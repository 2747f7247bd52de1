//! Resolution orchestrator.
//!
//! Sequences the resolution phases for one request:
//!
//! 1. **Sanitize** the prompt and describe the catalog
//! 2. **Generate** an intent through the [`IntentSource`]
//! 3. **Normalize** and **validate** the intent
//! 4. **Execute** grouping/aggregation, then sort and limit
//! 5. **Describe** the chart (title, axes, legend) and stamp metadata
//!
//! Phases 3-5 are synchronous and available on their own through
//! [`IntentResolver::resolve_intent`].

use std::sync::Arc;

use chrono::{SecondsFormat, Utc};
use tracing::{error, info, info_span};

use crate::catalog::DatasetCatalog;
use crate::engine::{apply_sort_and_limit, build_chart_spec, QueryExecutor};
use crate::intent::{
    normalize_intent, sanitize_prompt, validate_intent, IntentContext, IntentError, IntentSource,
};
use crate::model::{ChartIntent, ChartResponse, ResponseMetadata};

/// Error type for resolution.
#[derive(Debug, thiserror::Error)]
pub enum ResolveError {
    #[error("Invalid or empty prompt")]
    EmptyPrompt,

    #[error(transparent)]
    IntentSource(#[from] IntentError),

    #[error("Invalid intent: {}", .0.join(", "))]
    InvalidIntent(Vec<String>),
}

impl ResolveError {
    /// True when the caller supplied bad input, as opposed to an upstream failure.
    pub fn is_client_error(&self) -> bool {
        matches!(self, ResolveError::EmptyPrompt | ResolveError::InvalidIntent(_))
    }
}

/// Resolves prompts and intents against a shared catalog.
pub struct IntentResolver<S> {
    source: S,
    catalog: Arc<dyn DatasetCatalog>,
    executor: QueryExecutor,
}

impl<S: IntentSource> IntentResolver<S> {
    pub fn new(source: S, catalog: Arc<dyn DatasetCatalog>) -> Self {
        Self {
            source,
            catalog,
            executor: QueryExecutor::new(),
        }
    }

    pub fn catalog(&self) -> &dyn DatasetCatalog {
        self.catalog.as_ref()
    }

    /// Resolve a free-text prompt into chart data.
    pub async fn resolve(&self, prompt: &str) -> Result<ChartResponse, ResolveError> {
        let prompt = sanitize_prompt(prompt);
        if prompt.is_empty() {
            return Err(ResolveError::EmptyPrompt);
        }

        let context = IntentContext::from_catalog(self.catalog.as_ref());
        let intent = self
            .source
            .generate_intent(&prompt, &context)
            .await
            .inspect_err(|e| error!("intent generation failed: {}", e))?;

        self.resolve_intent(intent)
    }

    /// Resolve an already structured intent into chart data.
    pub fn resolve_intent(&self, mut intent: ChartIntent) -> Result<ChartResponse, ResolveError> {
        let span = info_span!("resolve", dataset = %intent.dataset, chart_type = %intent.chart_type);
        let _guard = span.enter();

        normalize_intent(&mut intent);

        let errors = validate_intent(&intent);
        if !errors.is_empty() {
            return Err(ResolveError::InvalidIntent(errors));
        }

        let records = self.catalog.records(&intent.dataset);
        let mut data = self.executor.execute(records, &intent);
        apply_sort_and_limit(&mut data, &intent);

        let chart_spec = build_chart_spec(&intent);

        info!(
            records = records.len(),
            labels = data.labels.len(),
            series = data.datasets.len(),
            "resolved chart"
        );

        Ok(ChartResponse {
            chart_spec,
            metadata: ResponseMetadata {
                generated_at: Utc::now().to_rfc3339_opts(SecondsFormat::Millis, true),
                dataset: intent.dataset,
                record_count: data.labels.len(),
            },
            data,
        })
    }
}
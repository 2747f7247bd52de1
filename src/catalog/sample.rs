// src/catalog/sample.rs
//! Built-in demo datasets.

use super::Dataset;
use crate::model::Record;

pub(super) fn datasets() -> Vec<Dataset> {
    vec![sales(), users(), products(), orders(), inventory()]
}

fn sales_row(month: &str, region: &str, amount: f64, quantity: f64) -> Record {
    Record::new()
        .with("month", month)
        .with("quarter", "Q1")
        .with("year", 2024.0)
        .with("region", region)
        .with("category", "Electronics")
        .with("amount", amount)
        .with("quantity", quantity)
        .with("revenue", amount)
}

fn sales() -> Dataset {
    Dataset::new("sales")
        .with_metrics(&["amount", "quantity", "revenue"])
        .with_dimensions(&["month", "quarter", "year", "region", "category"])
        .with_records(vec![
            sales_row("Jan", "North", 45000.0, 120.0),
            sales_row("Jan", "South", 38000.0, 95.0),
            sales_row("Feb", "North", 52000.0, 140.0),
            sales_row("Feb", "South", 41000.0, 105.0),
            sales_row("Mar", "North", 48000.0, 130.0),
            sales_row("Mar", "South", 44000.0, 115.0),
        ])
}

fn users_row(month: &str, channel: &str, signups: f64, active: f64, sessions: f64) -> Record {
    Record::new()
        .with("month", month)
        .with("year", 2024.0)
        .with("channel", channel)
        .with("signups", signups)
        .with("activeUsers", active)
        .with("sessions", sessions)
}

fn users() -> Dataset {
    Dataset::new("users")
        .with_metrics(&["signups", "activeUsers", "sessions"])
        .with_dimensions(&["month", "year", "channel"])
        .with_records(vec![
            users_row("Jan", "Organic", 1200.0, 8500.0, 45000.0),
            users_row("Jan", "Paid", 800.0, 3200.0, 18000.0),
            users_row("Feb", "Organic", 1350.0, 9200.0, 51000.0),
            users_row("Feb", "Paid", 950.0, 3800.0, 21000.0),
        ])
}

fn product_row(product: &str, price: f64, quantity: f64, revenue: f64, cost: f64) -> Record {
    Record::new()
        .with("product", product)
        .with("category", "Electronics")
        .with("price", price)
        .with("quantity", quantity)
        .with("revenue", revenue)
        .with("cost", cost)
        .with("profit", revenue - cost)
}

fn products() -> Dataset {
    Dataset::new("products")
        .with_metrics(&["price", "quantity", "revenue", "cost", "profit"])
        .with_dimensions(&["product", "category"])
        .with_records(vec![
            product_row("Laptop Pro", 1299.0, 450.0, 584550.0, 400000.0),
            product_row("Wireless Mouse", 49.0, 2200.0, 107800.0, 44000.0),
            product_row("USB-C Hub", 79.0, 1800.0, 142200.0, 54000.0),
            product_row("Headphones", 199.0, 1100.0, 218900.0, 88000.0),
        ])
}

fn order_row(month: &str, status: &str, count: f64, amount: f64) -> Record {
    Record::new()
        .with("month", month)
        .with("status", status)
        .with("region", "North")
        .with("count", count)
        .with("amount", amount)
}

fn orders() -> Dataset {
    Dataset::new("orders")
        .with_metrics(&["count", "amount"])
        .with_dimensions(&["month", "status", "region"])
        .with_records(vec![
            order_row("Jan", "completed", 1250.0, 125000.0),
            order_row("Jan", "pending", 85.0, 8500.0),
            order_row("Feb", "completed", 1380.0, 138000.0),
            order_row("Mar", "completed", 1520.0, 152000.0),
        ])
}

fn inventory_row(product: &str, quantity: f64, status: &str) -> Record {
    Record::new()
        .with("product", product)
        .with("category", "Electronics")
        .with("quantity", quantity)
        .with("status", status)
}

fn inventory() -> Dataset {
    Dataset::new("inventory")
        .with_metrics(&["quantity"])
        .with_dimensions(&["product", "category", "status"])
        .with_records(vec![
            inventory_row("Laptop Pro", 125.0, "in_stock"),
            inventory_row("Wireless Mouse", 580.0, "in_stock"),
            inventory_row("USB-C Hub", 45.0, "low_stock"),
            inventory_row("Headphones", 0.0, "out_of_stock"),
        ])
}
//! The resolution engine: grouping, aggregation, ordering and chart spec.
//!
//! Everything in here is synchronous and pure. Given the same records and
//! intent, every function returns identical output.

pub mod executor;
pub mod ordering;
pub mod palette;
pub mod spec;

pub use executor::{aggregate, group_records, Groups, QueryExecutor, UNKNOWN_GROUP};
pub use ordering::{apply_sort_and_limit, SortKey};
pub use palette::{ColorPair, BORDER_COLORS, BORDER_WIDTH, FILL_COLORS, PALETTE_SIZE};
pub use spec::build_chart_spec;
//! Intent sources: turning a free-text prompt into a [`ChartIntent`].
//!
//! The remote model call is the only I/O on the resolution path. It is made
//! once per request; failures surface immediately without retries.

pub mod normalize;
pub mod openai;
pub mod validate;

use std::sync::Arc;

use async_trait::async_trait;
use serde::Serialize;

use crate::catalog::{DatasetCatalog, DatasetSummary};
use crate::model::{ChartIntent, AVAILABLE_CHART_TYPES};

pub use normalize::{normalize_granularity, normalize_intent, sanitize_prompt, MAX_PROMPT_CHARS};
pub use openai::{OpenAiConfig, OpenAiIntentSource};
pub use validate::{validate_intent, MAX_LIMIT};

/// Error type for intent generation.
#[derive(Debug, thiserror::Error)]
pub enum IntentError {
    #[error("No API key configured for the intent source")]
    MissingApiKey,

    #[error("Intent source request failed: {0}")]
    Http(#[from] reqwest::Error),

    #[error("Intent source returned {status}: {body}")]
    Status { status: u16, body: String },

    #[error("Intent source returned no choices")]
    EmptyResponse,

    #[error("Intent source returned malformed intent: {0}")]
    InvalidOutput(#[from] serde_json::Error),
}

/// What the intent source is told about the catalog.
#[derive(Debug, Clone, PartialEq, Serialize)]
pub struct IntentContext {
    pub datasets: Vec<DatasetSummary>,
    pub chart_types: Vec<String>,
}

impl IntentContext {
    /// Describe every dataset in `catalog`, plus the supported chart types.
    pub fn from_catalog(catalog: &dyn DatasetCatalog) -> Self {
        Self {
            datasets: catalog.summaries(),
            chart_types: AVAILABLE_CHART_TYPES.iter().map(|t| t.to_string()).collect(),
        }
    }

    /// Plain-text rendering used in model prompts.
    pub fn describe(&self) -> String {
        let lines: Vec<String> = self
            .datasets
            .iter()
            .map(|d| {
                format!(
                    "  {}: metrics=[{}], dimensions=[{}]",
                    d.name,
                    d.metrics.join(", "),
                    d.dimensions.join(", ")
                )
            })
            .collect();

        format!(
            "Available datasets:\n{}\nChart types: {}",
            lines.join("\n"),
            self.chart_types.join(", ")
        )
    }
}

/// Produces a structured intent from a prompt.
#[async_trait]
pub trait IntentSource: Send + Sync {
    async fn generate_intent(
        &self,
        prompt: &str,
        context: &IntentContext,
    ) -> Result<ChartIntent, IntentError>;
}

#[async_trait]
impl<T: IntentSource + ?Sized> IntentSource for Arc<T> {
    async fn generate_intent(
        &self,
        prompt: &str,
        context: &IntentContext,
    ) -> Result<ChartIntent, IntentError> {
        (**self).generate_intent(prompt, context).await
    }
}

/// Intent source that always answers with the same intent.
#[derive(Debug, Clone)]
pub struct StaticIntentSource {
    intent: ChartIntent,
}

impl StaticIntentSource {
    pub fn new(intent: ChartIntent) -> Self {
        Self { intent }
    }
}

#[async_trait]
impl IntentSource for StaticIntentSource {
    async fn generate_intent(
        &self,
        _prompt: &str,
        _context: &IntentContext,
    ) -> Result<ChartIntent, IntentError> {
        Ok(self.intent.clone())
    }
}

=-=-=

• **About this task**: If a line of the records above contains the word "orders", count it; give only the total.

• **Written response**: 3